Stem cell research lines were falsified
SEOUL, South Korea — South Korea's leading university said today that researcher Hwang Woo-suk did not produce stem cells individually tailored to patients as he claimed he had done in a landmark research paper.
The conclusion was a crushing blow to the disgraced professor's once-vaunted reputation as a cloning pioneer who held the key to medical breakthroughs for hard-to-treat diseases.
A panel from Seoul National University that is investigating Hwang's work said last week at least nine of the 11 patient-specific stem cell lines reported this year in the journal Science were fabricated. Today, the panel said the remaining two were also faked.
"The panel couldn't find stem cells that match patients' DNA regarding the 2005 paper and it believes that Hwang's team doesn't have scientific data to prove that (such stem cells) were made," Roe Jung-hye, the university's dean of research affairs, told reporters.
The latest revelations on Hwang's fabrications are a huge setback for research into stem cells, master cells that can grow into any body tissue.
Creating patient-specific stem cells would be a breakthrough because they would not be rejected by patients' individual immune systems. Scientists hope to someday use those to cure Alzheimer's, diabetes and paralysis.
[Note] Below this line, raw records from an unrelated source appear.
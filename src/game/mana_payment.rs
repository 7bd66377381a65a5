//! Mana payment and play legality
//!
//! Every land taps for one generic mana. Costs are paid from floating mana
//! first, then by tapping untapped lands left to right.

use crate::core::{Card, CardKind, Condition, Player, PlayerId};
use crate::game::GameState;

/// Untapped lands the player could tap right now
pub fn tappable_mana(player: &Player) -> u32 {
    player.zones.lands.iter().filter(|land| !land.tapped).count() as u32
}

/// Mana the player could spend: floating plus tappable
pub fn available_mana(player: &Player) -> u32 {
    player.mana + tappable_mana(player)
}

/// Tap lands, first untapped first, until the pool covers `required`
pub fn tap_lands_for_mana(player: &mut Player, required: u32) {
    for land in player.zones.lands.iter_mut() {
        if player.mana >= required {
            break;
        }
        if !land.tapped {
            land.tap();
            player.mana += 1;
        }
    }
}

/// Tap what is needed and deduct `cost` from the pool
///
/// Returns false without deducting when the player cannot cover the cost;
/// lands tapped along the way stay tapped with their mana floating.
pub fn pay_cost(player: &mut Player, cost: u32) -> bool {
    tap_lands_for_mana(player, cost);
    if player.mana < cost {
        return false;
    }
    player.mana -= cost;
    true
}

/// Evaluate a casting condition from the point of view of `caster`
pub fn condition_holds(game: &GameState, caster: PlayerId, condition: Condition) -> bool {
    match condition {
        Condition::Always => true,
        Condition::OpponentHasCreature => game.player(caster.other()).has_creature(),
        Condition::HandNotFull => !game.player(caster).zones.hand.is_full(),
    }
}

/// Can `player` play `card` from hand during their play phase?
pub fn can_play_card(game: &GameState, player: PlayerId, card: &Card) -> bool {
    let state = game.player(player);
    if card.cost > available_mana(state) {
        return false;
    }

    match &card.kind {
        CardKind::Land => state.can_play_land(),
        CardKind::Creature(_) => !state.zones.board.is_full(),
        CardKind::Instant(spell) => condition_holds(game, player, spell.condition),
        // Sorcery speed: nothing else may be waiting on the stack
        CardKind::Sorcery(spell) => {
            game.stack.is_empty() && condition_holds(game, player, spell.condition)
        }
    }
}

/// Does any card in hand have a legal play?
pub fn has_valid_moves(game: &GameState, player: PlayerId) -> bool {
    game.player(player)
        .zones
        .hand
        .iter()
        .any(|card| can_play_card(game, player, card))
}

/// Reasons an instant-speed cast is refused at a priority window
#[derive(Debug, Clone, Copy, PartialEq, Eq)]
pub enum InstantRejection {
    NoSuchCard,
    NotInstant,
    ConditionNotMet,
    NotEnoughMana,
}

/// Check whether `player` may cast hand card `idx` at a priority window
pub fn check_instant(game: &GameState, player: PlayerId, idx: usize) -> Result<(), InstantRejection> {
    let state = game.player(player);
    let card = state.zones.hand.get(idx).ok_or(InstantRejection::NoSuchCard)?;
    let CardKind::Instant(spell) = &card.kind else {
        return Err(InstantRejection::NotInstant);
    };
    if !condition_holds(game, player, spell.condition) {
        return Err(InstantRejection::ConditionNotMet);
    }
    if card.cost > available_mana(state) {
        return Err(InstantRejection::NotEnoughMana);
    }
    Ok(())
}

#[cfg(test)]
mod tests {
    use super::*;
    use crate::core::{EffectKind, SpellEffect};
    use crate::game::{GameConfig, Phase};
    use crate::loader::DeckList;

    fn empty_game() -> GameState {
        let deck = DeckList::starter().cards();
        GameState::new(GameConfig::default(), deck.clone(), deck).unwrap()
    }

    fn give_lands(game: &mut GameState, player: PlayerId, count: usize) {
        for _ in 0..count {
            game.player_mut(player).zones.lands.push(Card::land("Mountain"));
        }
    }

    fn bolt() -> Card {
        Card::instant(
            "Lightning Bolt",
            1,
            SpellEffect::new(EffectKind::DamageCreature(3), Condition::OpponentHasCreature, 0),
        )
    }

    #[test]
    fn test_tap_lands_greedily() {
        let mut game = empty_game();
        give_lands(&mut game, PlayerId::FIRST, 3);
        let player = game.player_mut(PlayerId::FIRST);

        assert!(pay_cost(player, 2));
        assert_eq!(player.mana, 0);
        let tapped: Vec<bool> = player.zones.lands.iter().map(|l| l.tapped).collect();
        assert_eq!(tapped, vec![true, true, false]);
        assert_eq!(tappable_mana(player), 1);
    }

    #[test]
    fn test_floating_mana_used_first() {
        let mut game = empty_game();
        give_lands(&mut game, PlayerId::FIRST, 2);
        let player = game.player_mut(PlayerId::FIRST);
        player.mana = 1;

        assert!(pay_cost(player, 2));
        assert_eq!(player.mana, 0);
        assert_eq!(tappable_mana(player), 1);
    }

    #[test]
    fn test_cannot_afford() {
        let mut game = empty_game();
        give_lands(&mut game, PlayerId::FIRST, 1);
        let creature = Card::creature("Hill Giant", 4, 3, 3);
        assert!(!can_play_card(&game, PlayerId::FIRST, &creature));
        assert!(!pay_cost(game.player_mut(PlayerId::FIRST), 4));
    }

    #[test]
    fn test_one_land_per_turn() {
        let mut game = empty_game();
        let land = Card::land("Mountain");
        assert!(can_play_card(&game, PlayerId::FIRST, &land));
        game.player_mut(PlayerId::FIRST).land_played = true;
        assert!(!can_play_card(&game, PlayerId::FIRST, &land));
    }

    #[test]
    fn test_instant_condition_needs_opposing_creature() {
        let mut game = empty_game();
        give_lands(&mut game, PlayerId::FIRST, 1);
        assert!(!can_play_card(&game, PlayerId::FIRST, &bolt()));

        game.player_mut(PlayerId::SECOND)
            .zones
            .board
            .push(Card::creature("Goblin", 1, 1, 1));
        assert!(can_play_card(&game, PlayerId::FIRST, &bolt()));
    }

    #[test]
    fn test_sorcery_needs_empty_stack() {
        let mut game = empty_game();
        give_lands(&mut game, PlayerId::FIRST, 2);
        let divination = Card::sorcery(
            "Divination",
            2,
            SpellEffect::new(EffectKind::DrawCard, Condition::HandNotFull, 0),
        );
        assert!(can_play_card(&game, PlayerId::FIRST, &divination));

        game.stack.push_phase(Phase::Priority);
        assert!(!can_play_card(&game, PlayerId::FIRST, &divination));
    }

    #[test]
    fn test_has_valid_moves() {
        let mut game = empty_game();
        assert!(!has_valid_moves(&game, PlayerId::FIRST));

        game.player_mut(PlayerId::FIRST).zones.hand.push(Card::land("Mountain"));
        assert!(has_valid_moves(&game, PlayerId::FIRST));
    }

    #[test]
    fn test_check_instant_rejections() {
        let mut game = empty_game();
        game.player_mut(PlayerId::FIRST).zones.hand.push(Card::land("Mountain"));
        game.player_mut(PlayerId::FIRST).zones.hand.push(bolt());

        assert_eq!(check_instant(&game, PlayerId::FIRST, 5), Err(InstantRejection::NoSuchCard));
        assert_eq!(check_instant(&game, PlayerId::FIRST, 0), Err(InstantRejection::NotInstant));
        assert_eq!(
            check_instant(&game, PlayerId::FIRST, 1),
            Err(InstantRejection::ConditionNotMet)
        );

        game.player_mut(PlayerId::SECOND)
            .zones
            .board
            .push(Card::creature("Goblin", 1, 1, 1));
        assert_eq!(
            check_instant(&game, PlayerId::FIRST, 1),
            Err(InstantRejection::NotEnoughMana)
        );

        give_lands(&mut game, PlayerId::FIRST, 1);
        assert_eq!(check_instant(&game, PlayerId::FIRST, 1), Ok(()));
    }
}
The panel's interim results also suggested that even the stem cell lines that Hwang claimed to have developed but did not include in the 2005 paper also failed to match patients' DNA, challenging the researcher's insistence that he has the ability to create the tailored stem cells.
Still, Roe said the panel is continuing to consult outside experts on that point. The final results will be disclosed in the panel's concluding report due out in the middle of next month.
Hwang's current whereabouts were unknown and he could not be reached for comment.